ESSERE, tornare a casa.
Aria brumosa, blu e rossa, ti si piglia secca nelle ossa, le nuvole a guardarle ti danno la scossa, la tua anima viene rimossa dalle pupille sovraeccitate.
Vivo, poi vado a casa, scopro il portone rotondo, e come ogni giorno giro la chiave, salgo le scale e mi ritrovo in una stanza, dietro la porta ormai chiusa, a guardarmi allo specchio.
La cassettiera mia è quadrata, apro un cassetto, dlip, mi stacco la bocca, la ripongo in un contenitore con dentro un po’ di zucchero e caffè, poi chiudo il cassetto.
(Non è una dentiera, è proprio la mia bocca, sono giovane, ho (quasi) tutti i denti al loro posto, anche (quasi) tutti quelli del giudizio. Io mi stacco la bocca, le labbra, per non parlare più. La cosa non mi crea dolore, ma il piacere del silenzio assoluto, da parte mia.)
Non avevo più voglia di parlare ed allora mi sono staccata la bocca, le labbra, con molta calma, rosse, sottili, morbide. Dlip.
Voglio stare in silenzio per un poco, voglio trastullarmi nel gioco di questa stanza senza proferire parola, senza rispondere al telefono, lo lascerò squillare… are are.

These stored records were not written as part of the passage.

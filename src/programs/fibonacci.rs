//! Doubly recursive Fibonacci
//!
//! Every frame makes two nested calls, which makes it the demo where step
//! over saves the most keystrokes.

use super::int_arg;
use crate::error::{Result, TraceError};
use crate::model::function::FunctionInfo;
use crate::model::value::Value;
use crate::trace::{TraceSession, TracedFunction};
use futures_util::future::{FutureExt, LocalBoxFuture};

const FIB_SOURCE: &str = "\
def fib(n):
    if [[test|n < 2]]:
        [[base|return n]]
    a = [[left|fib(n - 1)]]
    b = [[right|fib(n - 2)]]
    [[return|return a + b]]";

/// `fib(n)`
pub struct Fibonacci {
    info: FunctionInfo,
}

impl Fibonacci {
    pub fn new() -> Self {
        Fibonacci {
            info: FunctionInfo::new("fib", FIB_SOURCE),
        }
    }
}

impl Default for Fibonacci {
    fn default() -> Self {
        Self::new()
    }
}

impl TracedFunction for Fibonacci {
    fn info(&self) -> &FunctionInfo {
        &self.info
    }

    fn run<'a>(&'a self, session: &'a TraceSession) -> LocalBoxFuture<'a, Result<Value>> {
        async move {
            let n = int_arg(session)?;
            for name in ["n", "a", "b"] {
                session.declare(name)?;
            }
            session.set("n", Value::Int(n))?;
            session.layout_variables()?;

            if session.request_step("test", move |_| n < 2).await? {
                session.pause("base").await?;
                return Ok(Value::Int(n));
            }

            let a = session
                .request_async_step_and_tag("left", move |s| async move {
                    s.call("fib", vec![Value::Int(n - 1)]).await
                })
                .await?;
            session.set("a", a.clone())?;

            let b = session
                .request_async_step_and_tag("right", move |s| async move {
                    s.call("fib", vec![Value::Int(n - 2)]).await
                })
                .await?;
            session.set("b", b.clone())?;

            let sum = a
                .as_int()
                .zip(b.as_int())
                .and_then(|(a, b)| a.checked_add(b))
                .ok_or_else(|| TraceError::Overflow {
                    operation: format!("fib({n})"),
                })?;
            session.request_step("return", move |_| Value::Int(sum)).await
        }
        .boxed_local()
    }
}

Chiedo scusa, se per caso dovesse venirmi a trovare qualcuno, allora, la rimetto e proferisco, altrimenti, sto in silenzio.
Ah, che sensazione pacifica non poter parlare, non essere muti davvero e per fortuna non esserlo, ma staccata, per qualche tempo, mi farà bene.
Eccezionale, come per una previsione artistica squilla il telefono, non rispondo, non potrei, lo lascio squillare, are, are, e quando smette, finalmente, godo del silenzio che mi avvolge in un atmosfera cupa di grigio solitario ma rilassante.
In fondo oggi ho lavorato tutto il giorno, in città qui a Dynburg, in banca, è anche giusto prendersi una pausa, così, per riflettere su tutto quello che oggi ho detto, mille parole, milioni di parole inutili senza gergo. Intanto preparo un caffè, un bollente spirito denso e cremoso.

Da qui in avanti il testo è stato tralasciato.